# Production pipelines
## cpg_pipes python package
The `cpg_pipes` package provides Python functions that help to design a pipeline powered by [Hail Batch](https://hail.is/docs/batch/service.html).
### Installation
Requires Python 3.10
pip install cpg_pipes
### Motivation
A pipeline can be represented as a set of stages with dependency interrelationships (i.e. a directed acyclic graph of stages). Hail Batch has a concept of jobs that can depend on each other; however, a Hail Batch job corresponds to only one bash script that is run on a cloud VM, which doesn't always solve a higher-level task in the application domain. In contrast, a pipeline stage called "genotype" can include multiple jobs that generate intervals, partition input, run a genotyping tool on each partition in parallel, gather outputs, and perform some post-processing. A user might want to treat it as one "stage" that sits between an "alignment" stage and a "joint calling" stage.
At the CPG, we also want to permanently record outputs of some stages (e.g. individual CRAM and GVCF files, fingerprints, a joint-called matrix table). Specifically, we store those results on buckets according to the storage policy and add entries into the sample metadata database. When rerunning a pipeline, we want to explicitly control whether to reuse existing results. We also want to be able to start the pipeline from a specific stage, making the pipeline assume that all previous stages have finished successfully; or run the pipeline only up to a specific stage.
Motivated by that, we designed the `cpg_pipes` package.
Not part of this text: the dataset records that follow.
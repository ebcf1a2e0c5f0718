/// Shared memory region management using mmap.
///
/// The segment's bytes live in a memory-mapped file under a shm-backed
/// directory. This type owns the mapping and is the only place raw bytes are
/// touched; everything above it goes through bounds-checked `slice`/`write`.
use std::fs::{self, File, OpenOptions};
use std::io;
use std::os::fd::AsRawFd;
use std::os::unix::fs::MetadataExt;
use std::path::{Path, PathBuf};

use memmap2::MmapMut;

use crate::error::{Error, Result};

/// Where to store the mapped files.
pub fn shm_dir() -> PathBuf {
    if cfg!(target_os = "linux") {
        PathBuf::from("/dev/shm")
    } else {
        // macOS and other Unix: use TMPDIR
        std::env::temp_dir().join("zonecache")
    }
}

/// Derive a deterministic host-wide segment name from a well-known file.
///
/// The name is built from the file's device and inode numbers, so every
/// process that resolves the same path attaches to the same segment. The
/// file is created empty if it does not exist.
pub fn derive_segment_name(name_file: &Path) -> io::Result<String> {
    let file = OpenOptions::new()
        .read(true)
        .write(true)
        .create(true)
        .open(name_file)?;
    let md = file.metadata()?;
    Ok(format!("zonecache-{:x}-{:x}", md.dev(), md.ino()))
}

/// Take an exclusive advisory lock on `file`, blocking until granted.
///
/// Used to serialize create-vs-open decisions between processes; the lock is
/// released when the file handle is dropped.
pub(crate) fn flock_exclusive(file: &File) -> io::Result<()> {
    let rc = unsafe { libc::flock(file.as_raw_fd(), libc::LOCK_EX) };
    if rc != 0 {
        return Err(io::Error::last_os_error());
    }
    Ok(())
}

/// A mapped byte region of fixed size.
///
/// Writes go through `&self`: concurrent mutation is serialized by the
/// process-shared lock set, not by Rust borrows, exactly like the kernel
/// shares the pages between unrelated processes.
pub struct ShmRegion {
    // Keeps the mapping alive; all access goes through `ptr`.
    _mmap: MmapMut,
    ptr: *mut u8,
    len: usize,
    path: Option<PathBuf>,
}

// Mutations against the mapping are guarded by the segment's lock set.
unsafe impl Send for ShmRegion {}
unsafe impl Sync for ShmRegion {}

impl ShmRegion {
    /// Create (or truncate) the backing file at `path` and map it.
    ///
    /// A freshly extended file reads as zeroes, which is exactly the
    /// initialized state of buckets and stats; the caller still writes the
    /// zone free tails.
    pub fn create(path: &Path, size: usize) -> Result<Self> {
        if let Some(dir) = path.parent() {
            if !dir.exists() {
                fs::create_dir_all(dir)?;
            }
        }
        let file = OpenOptions::new()
            .read(true)
            .write(true)
            .create(true)
            .truncate(true)
            .open(path)?;
        file.set_len(size as u64)?;

        // Safety: we just created the file and sized it ourselves.
        let mut mmap = unsafe { MmapMut::map_mut(&file)? };
        let ptr = mmap.as_mut_ptr();
        log::debug!("created segment file {path:?} ({size} bytes)");

        Ok(ShmRegion {
            _mmap: mmap,
            ptr,
            len: size,
            path: Some(path.to_path_buf()),
        })
    }

    /// Map an existing backing file.
    pub fn open(path: &Path) -> Result<Self> {
        let file = OpenOptions::new().read(true).write(true).open(path)?;
        let len = file.metadata()?.len() as usize;

        // Safety: the file is shared by design; the lock set serializes access.
        let mut mmap = unsafe { MmapMut::map_mut(&file)? };
        let ptr = mmap.as_mut_ptr();
        log::debug!("opened segment file {path:?} ({len} bytes)");

        Ok(ShmRegion {
            _mmap: mmap,
            ptr,
            len,
            path: Some(path.to_path_buf()),
        })
    }

    /// An anonymous private mapping, for tests of the codec and allocator.
    pub fn anonymous(size: usize) -> Result<Self> {
        let mut mmap = MmapMut::map_anon(size)?;
        let ptr = mmap.as_mut_ptr();
        Ok(ShmRegion {
            _mmap: mmap,
            ptr,
            len: size,
            path: None,
        })
    }

    pub fn len(&self) -> usize {
        self.len
    }

    pub fn path(&self) -> Option<&Path> {
        self.path.as_deref()
    }

    fn check(&self, offset: usize, len: usize) -> Result<()> {
        if offset.checked_add(len).map_or(true, |end| end > self.len) {
            return Err(Error::Corrupt("byte access outside the segment"));
        }
        Ok(())
    }

    /// Borrow `len` bytes starting at `offset`.
    pub fn slice(&self, offset: usize, len: usize) -> Result<&[u8]> {
        self.check(offset, len)?;
        // Safety: bounds checked above; the mapping outlives the borrow.
        Ok(unsafe { std::slice::from_raw_parts(self.ptr.add(offset), len) })
    }

    /// Overwrite exactly `data.len()` bytes starting at `offset`.
    pub fn write(&self, offset: usize, data: &[u8]) -> Result<()> {
        self.check(offset, data.len())?;
        // Safety: bounds checked above; concurrent writers are excluded by
        // the caller's locks.
        unsafe {
            std::ptr::copy_nonoverlapping(data.as_ptr(), self.ptr.add(offset), data.len());
        }
        Ok(())
    }

    /// Fill `len` bytes starting at `offset` with `byte`.
    pub fn fill(&self, offset: usize, len: usize, byte: u8) -> Result<()> {
        self.check(offset, len)?;
        // Safety: bounds checked above.
        unsafe {
            std::ptr::write_bytes(self.ptr.add(offset), byte, len);
        }
        Ok(())
    }

    /// Remove the backing file. The mapping stays usable until drop.
    pub fn unlink(&self) -> io::Result<()> {
        if let Some(path) = &self.path {
            fs::remove_file(path)?;
        }
        Ok(())
    }
}
/// Per-process buffered hit/miss counters, folded into the segment's stats
/// words under the `STATS` lock.
#[derive(Default)]
struct LocalStats {
    hits: u64,
    misses: u64,
}

/// The engine handle. One per attaching process (or more; handles are
/// independent).
pub struct ShmCache {
    region: ShmRegion,
    locks: LockSet,
    geometry: Geometry,
    local: Mutex<LocalStats>,
    lock_timeout: Option<Duration>,
    stats_flush_every: u64,
}
/// Typed reads and writes against the raw segment bytes.
///
/// Every segment word is a signed 64-bit little-endian integer; keys are
/// space-padded to `MAX_KEY_LEN`. Accessors are plain `(offset)` values
/// created on the stack per operation; field offsets are compile-time
/// constants. No locking happens here.
use byteorder::{ByteOrder, LittleEndian};

use crate::error::{Error, Result};
use crate::shm::layout::{Geometry, CHUNK_META_SIZE, MAX_KEY_LEN, WORD, ZONE_SIZE};
use crate::shm::region::ShmRegion;

/// Read one segment word.
pub fn read_word(region: &ShmRegion, offset: usize) -> Result<i64> {
    Ok(LittleEndian::read_i64(region.slice(offset, WORD)?))
}

/// Write one segment word.
pub fn write_word(region: &ShmRegion, offset: usize, value: i64) -> Result<()> {
    let mut buf = [0u8; WORD];
    LittleEndian::write_i64(&mut buf, value);
    region.write(offset, &buf)
}

/// Convert a word read from the segment into a usize, rejecting negatives.
pub fn word_to_usize(value: i64, what: &'static str) -> Result<usize> {
    usize::try_from(value).map_err(|_| Error::Corrupt(what))
}

/// Space-pad a key to the fixed on-segment width.
///
/// The caller guarantees `key.len() <= MAX_KEY_LEN` (the façade truncates).
pub fn pad_key(key: &[u8]) -> [u8; MAX_KEY_LEN] {
    debug_assert!(key.len() <= MAX_KEY_LEN);
    let mut padded = [b' '; MAX_KEY_LEN];
    padded[..key.len()].copy_from_slice(key);
    padded
}

/// Strip the space padding from a stored key field.
pub fn trim_key(padded: &[u8]) -> &[u8] {
    let mut end = padded.len();
    while end > 0 && padded[end - 1] == b' ' {
        end -= 1;
    }
    &padded[..end]
}

// Field offsets inside a chunk header.
const KEY_OFF: usize = 0;
const HASH_NEXT_OFF: usize = MAX_KEY_LEN;
const VAL_ALLOC_OFF: usize = MAX_KEY_LEN + WORD;
const VAL_SIZE_OFF: usize = MAX_KEY_LEN + 2 * WORD;
const FLAGS_OFF: usize = MAX_KEY_LEN + 3 * WORD;

/// Accessor for one chunk, bound to its absolute segment offset.
#[derive(Debug, Clone, Copy, PartialEq, Eq)]
pub struct ChunkRef {
    pub offset: usize,
}

impl ChunkRef {
    pub fn new(offset: usize) -> Self {
        ChunkRef { offset }
    }

    /// First byte after the header; the payload starts here.
    pub fn end_header_offset(&self) -> usize {
        self.offset + CHUNK_META_SIZE
    }

    pub fn key_padded<'r>(&self, region: &'r ShmRegion) -> Result<&'r [u8]> {
        region.slice(self.offset + KEY_OFF, MAX_KEY_LEN)
    }

    /// The stored key with its space padding removed.
    pub fn key_trimmed<'r>(&self, region: &'r ShmRegion) -> Result<&'r [u8]> {
        Ok(trim_key(self.key_padded(region)?))
    }

    /// Byte-for-byte comparison against an already padded query key.
    pub fn key_eq(&self, region: &ShmRegion, padded: &[u8; MAX_KEY_LEN]) -> Result<bool> {
        Ok(self.key_padded(region)? == padded)
    }

    pub fn set_key(&self, region: &ShmRegion, padded: &[u8; MAX_KEY_LEN]) -> Result<()> {
        region.write(self.offset + KEY_OFF, padded)
    }

    pub fn hash_next(&self, region: &ShmRegion) -> Result<i64> {
        read_word(region, self.offset + HASH_NEXT_OFF)
    }

    pub fn set_hash_next(&self, region: &ShmRegion, next: i64) -> Result<()> {
        write_word(region, self.offset + HASH_NEXT_OFF, next)
    }

    pub fn val_alloc_size(&self, region: &ShmRegion) -> Result<usize> {
        let v = read_word(region, self.offset + VAL_ALLOC_OFF)?;
        word_to_usize(v, "negative valAllocSize")
    }

    pub fn set_val_alloc_size(&self, region: &ShmRegion, size: usize) -> Result<()> {
        write_word(region, self.offset + VAL_ALLOC_OFF, size as i64)
    }

    pub fn val_size(&self, region: &ShmRegion) -> Result<usize> {
        let v = read_word(region, self.offset + VAL_SIZE_OFF)?;
        word_to_usize(v, "negative valSize")
    }

    pub fn set_val_size(&self, region: &ShmRegion, size: usize) -> Result<()> {
        write_word(region, self.offset + VAL_SIZE_OFF, size as i64)
    }

    pub fn flags(&self, region: &ShmRegion) -> Result<u8> {
        Ok(region.slice(self.offset + FLAGS_OFF, 1)?[0])
    }

    pub fn set_flags(&self, region: &ShmRegion, flags: u8) -> Result<()> {
        region.write(self.offset + FLAGS_OFF, &[flags])
    }

    /// Header plus allocated payload.
    pub fn total_size(&self, region: &ShmRegion) -> Result<usize> {
        Ok(CHUNK_META_SIZE + self.val_alloc_size(region)?)
    }

    /// Copy out the first `valSize` payload bytes.
    pub fn read_value(&self, region: &ShmRegion) -> Result<Vec<u8>> {
        let len = self.val_size(region)?;
        if len > self.val_alloc_size(region)? {
            return Err(Error::Corrupt("valSize exceeds valAllocSize"));
        }
        Ok(region.slice(self.end_header_offset(), len)?.to_vec())
    }

    /// Overwrite the payload and `valSize`. The value must fit the
    /// allocation; overrunning it would clobber the next chunk.
    pub fn write_value(&self, region: &ShmRegion, value: &[u8]) -> Result<()> {
        if value.len() > self.val_alloc_size(region)? {
            return Err(Error::Corrupt("value write exceeds the chunk allocation"));
        }
        region.write(self.end_header_offset(), value)?;
        self.set_val_size(region, value.len())
    }
}

/// Accessor for one zone, bound to its index and start offset.
#[derive(Debug, Clone, Copy)]
pub struct ZoneRef {
    pub index: usize,
    pub start: usize,
}

impl ZoneRef {
    pub fn at(geometry: &Geometry, index: usize) -> Self {
        ZoneRef {
            index,
            start: geometry.zone_start(index),
        }
    }

    /// Offset of the first chunk (right after the `usedSpace` word).
    pub fn stack_start(&self) -> usize {
        self.start + WORD
    }

    /// End offset (exclusive) of the zone.
    pub fn end(&self) -> usize {
        self.start + ZONE_SIZE
    }

    pub fn used_space(&self, region: &ShmRegion) -> Result<usize> {
        let used = word_to_usize(read_word(region, self.start)?, "negative usedSpace")?;
        if used > ZONE_SIZE - WORD {
            return Err(Error::Corrupt("usedSpace exceeds the zone"));
        }
        Ok(used)
    }

    pub fn set_used_space(&self, region: &ShmRegion, used: usize) -> Result<()> {
        debug_assert!(used <= ZONE_SIZE - WORD);
        write_word(region, self.start, used as i64)
    }

    /// Offset one past the last allocated chunk byte.
    pub fn stack_end(&self, region: &ShmRegion) -> Result<usize> {
        Ok(self.stack_start() + self.used_space(region)?)
    }

    /// Whether the byte at `offset` falls inside this zone's chunk area.
    pub fn contains(&self, offset: usize) -> bool {
        offset >= self.stack_start() && offset < self.end()
    }
}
It implementes a concept of `Stage` that can act on a `Target`: e.g. a `Sample`, a `Project`, or a `Cohort`. For example, a stage that performs read alignment to produce a CRAM file would act on a sample, and a stage that performs joint-calling would act on an entire cohort.
Each stage declares paths to the outputs it would produce by implementing the abstract `expected_outputs()` method; and it also defines how jobs are added into Hail Batch using the `queue_jobs()` method.
Overall classes and object relationships look as follows:
### Building pipelines
To declare a stage, derive a class from `SampleStage`, `ProjectStage`, or `CohortStage`, implement the abstract methods, and wrap the class with a `@stage` decorator:
from cpg_pipes.pipeline import stage, StageInput, StageOutput, SampleStage
from cpg_pipes.targets import Sample
from cpg_pipes import Path, to_path
class Align(SampleStage):
"""Stage that runs read alignment"""
def expected_outputs(self, sample: Sample) -> Path:
"""Returning a path to a CRAM file that will be generated"""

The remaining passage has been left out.